**WORK ORDER**. Starting at the top of the entries below, set down every line exactly, please, until you reach the line with "Provides a truncated", which is included too.

*** SOURCE MATERIAL ***

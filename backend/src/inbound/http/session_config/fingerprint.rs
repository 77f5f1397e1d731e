//! Session key fingerprinting for operational visibility.
//!
//! Provides a truncated SHA-256 fingerprint of the session signing key,
//! enabling operators to verify which key is active without exposing the key
//! material itself. Fingerprints are logged on startup and referenced in
//! rotation runbooks.

use actix_web::cookie::Key;
use sha2::{Digest, Sha256};

/// Length of the fingerprint in bytes before hex encoding.
const FINGERPRINT_BYTES: usize = 8;

/// Generate a truncated SHA-256 fingerprint of the key's signing material.
///
/// Returns the first 8 bytes of the SHA-256 hash as a 16-character hex string.
/// This is sufficient for visual distinction in logs and runbooks without
/// being security-sensitive.
///
/// # Examples
///
/// ```rust
/// use actix_web::cookie::Key;
/// use backend::inbound::http::session_config::fingerprint::key_fingerprint;
///
/// let key = Key::generate();
/// let fp = key_fingerprint(&key);
///
/// assert_eq!(fp.len(), 16);
/// assert!(fp.chars().all(|c| c.is_ascii_hexdigit()));
/// ```
#[must_use]
pub fn key_fingerprint(key: &Key) -> String {
    let signing_bytes = key.signing();
    let mut hasher = Sha256::new();
    hasher.update(signing_bytes);
    let result = hasher.finalize();
    hex::encode(&result[..FINGERPRINT_BYTES])
}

*** End of SOURCE MATERIAL ***

**EXERCISE SOLUTION**.
filename backend/src/inbound/http/session_config/fingerprint.rs
repository 77f5f1397e1d731e
//! Session key fingerprinting for operational visibility.
//!
//! Provides a truncated SHA-256 fingerprint of the session signing key,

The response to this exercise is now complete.